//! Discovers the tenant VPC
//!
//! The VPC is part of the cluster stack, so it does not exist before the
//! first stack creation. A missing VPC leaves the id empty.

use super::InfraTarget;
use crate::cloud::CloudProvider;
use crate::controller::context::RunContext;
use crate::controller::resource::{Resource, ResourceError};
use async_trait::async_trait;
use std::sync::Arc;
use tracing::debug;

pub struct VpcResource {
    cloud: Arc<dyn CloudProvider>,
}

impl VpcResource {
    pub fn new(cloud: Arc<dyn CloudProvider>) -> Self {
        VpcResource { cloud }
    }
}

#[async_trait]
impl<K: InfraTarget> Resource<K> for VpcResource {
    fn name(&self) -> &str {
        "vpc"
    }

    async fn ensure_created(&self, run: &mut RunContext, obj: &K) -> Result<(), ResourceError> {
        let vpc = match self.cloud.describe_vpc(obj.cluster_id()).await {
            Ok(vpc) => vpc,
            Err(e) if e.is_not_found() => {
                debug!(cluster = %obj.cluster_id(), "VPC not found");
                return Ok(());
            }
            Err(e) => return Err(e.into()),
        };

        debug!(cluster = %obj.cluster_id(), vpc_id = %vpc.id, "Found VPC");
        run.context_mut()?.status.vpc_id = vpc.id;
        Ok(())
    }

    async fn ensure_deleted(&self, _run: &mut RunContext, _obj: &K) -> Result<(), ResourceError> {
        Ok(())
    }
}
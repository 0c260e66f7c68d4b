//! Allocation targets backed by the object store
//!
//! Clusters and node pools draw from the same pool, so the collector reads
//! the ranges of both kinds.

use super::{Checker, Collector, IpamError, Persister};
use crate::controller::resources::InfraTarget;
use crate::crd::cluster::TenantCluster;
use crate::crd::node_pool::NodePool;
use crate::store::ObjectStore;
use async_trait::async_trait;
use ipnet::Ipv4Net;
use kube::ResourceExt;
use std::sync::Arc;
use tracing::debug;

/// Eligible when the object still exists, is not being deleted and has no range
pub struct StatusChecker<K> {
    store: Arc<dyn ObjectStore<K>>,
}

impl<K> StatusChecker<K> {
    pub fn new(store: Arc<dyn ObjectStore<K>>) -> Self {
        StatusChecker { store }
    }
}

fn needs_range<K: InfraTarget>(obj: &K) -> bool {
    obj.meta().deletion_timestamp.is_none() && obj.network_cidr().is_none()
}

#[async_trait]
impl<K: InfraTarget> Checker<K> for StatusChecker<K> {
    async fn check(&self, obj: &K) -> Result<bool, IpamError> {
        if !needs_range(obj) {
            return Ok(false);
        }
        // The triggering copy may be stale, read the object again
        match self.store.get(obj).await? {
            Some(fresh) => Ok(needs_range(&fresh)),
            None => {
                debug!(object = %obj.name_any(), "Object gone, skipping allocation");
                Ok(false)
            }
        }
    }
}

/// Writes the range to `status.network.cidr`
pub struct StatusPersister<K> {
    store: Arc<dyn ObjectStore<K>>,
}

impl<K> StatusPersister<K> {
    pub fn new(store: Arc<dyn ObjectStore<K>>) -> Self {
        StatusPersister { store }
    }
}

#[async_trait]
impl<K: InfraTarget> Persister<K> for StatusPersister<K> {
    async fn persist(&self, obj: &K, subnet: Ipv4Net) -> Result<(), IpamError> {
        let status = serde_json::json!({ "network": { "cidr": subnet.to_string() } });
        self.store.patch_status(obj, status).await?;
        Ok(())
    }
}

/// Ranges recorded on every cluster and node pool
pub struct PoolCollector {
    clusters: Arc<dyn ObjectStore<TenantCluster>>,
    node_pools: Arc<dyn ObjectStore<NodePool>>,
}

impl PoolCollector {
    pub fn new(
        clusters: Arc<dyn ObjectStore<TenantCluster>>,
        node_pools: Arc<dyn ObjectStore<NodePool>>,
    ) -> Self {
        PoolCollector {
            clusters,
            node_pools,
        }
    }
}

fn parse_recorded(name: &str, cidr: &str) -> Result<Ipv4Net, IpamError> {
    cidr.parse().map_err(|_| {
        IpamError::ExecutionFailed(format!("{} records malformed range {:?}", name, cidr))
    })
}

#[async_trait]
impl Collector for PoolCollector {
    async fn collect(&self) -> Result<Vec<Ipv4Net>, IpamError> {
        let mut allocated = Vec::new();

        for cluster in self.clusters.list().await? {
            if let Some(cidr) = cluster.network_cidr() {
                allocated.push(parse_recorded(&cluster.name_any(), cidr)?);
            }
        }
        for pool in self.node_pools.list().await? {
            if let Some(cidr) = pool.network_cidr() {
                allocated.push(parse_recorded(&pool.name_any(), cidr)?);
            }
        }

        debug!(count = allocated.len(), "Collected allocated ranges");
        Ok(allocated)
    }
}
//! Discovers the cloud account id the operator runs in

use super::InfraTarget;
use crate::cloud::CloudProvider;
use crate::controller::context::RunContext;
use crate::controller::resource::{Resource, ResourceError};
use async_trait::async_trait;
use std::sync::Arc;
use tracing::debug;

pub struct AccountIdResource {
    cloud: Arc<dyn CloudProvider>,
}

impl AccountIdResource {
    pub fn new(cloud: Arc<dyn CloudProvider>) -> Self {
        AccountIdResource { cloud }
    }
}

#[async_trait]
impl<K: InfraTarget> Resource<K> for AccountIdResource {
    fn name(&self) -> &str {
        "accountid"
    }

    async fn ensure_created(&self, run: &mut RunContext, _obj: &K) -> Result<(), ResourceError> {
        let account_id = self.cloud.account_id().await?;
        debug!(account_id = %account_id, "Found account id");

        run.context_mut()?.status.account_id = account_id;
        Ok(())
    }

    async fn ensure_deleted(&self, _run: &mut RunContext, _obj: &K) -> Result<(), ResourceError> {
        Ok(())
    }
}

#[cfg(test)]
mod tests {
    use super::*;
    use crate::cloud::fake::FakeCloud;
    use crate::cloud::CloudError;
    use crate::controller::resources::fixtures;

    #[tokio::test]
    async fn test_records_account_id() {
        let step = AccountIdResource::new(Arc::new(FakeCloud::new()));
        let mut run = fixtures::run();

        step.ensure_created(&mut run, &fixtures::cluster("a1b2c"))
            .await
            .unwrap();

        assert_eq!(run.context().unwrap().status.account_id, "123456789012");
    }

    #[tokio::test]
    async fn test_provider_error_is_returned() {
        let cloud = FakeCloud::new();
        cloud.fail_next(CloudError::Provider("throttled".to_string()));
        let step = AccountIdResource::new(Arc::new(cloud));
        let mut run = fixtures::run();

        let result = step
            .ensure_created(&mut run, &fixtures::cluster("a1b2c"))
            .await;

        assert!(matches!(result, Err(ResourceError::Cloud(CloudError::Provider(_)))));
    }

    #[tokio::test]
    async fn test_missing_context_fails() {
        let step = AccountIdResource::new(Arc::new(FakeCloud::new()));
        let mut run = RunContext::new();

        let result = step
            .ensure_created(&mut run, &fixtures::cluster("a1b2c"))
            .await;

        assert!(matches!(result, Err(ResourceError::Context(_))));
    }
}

-=-=-

§ WORK REQUEST:
From the listing above, how many lines contain the word "allocated"? Give only the number.

§ TASK SOLUTION:
5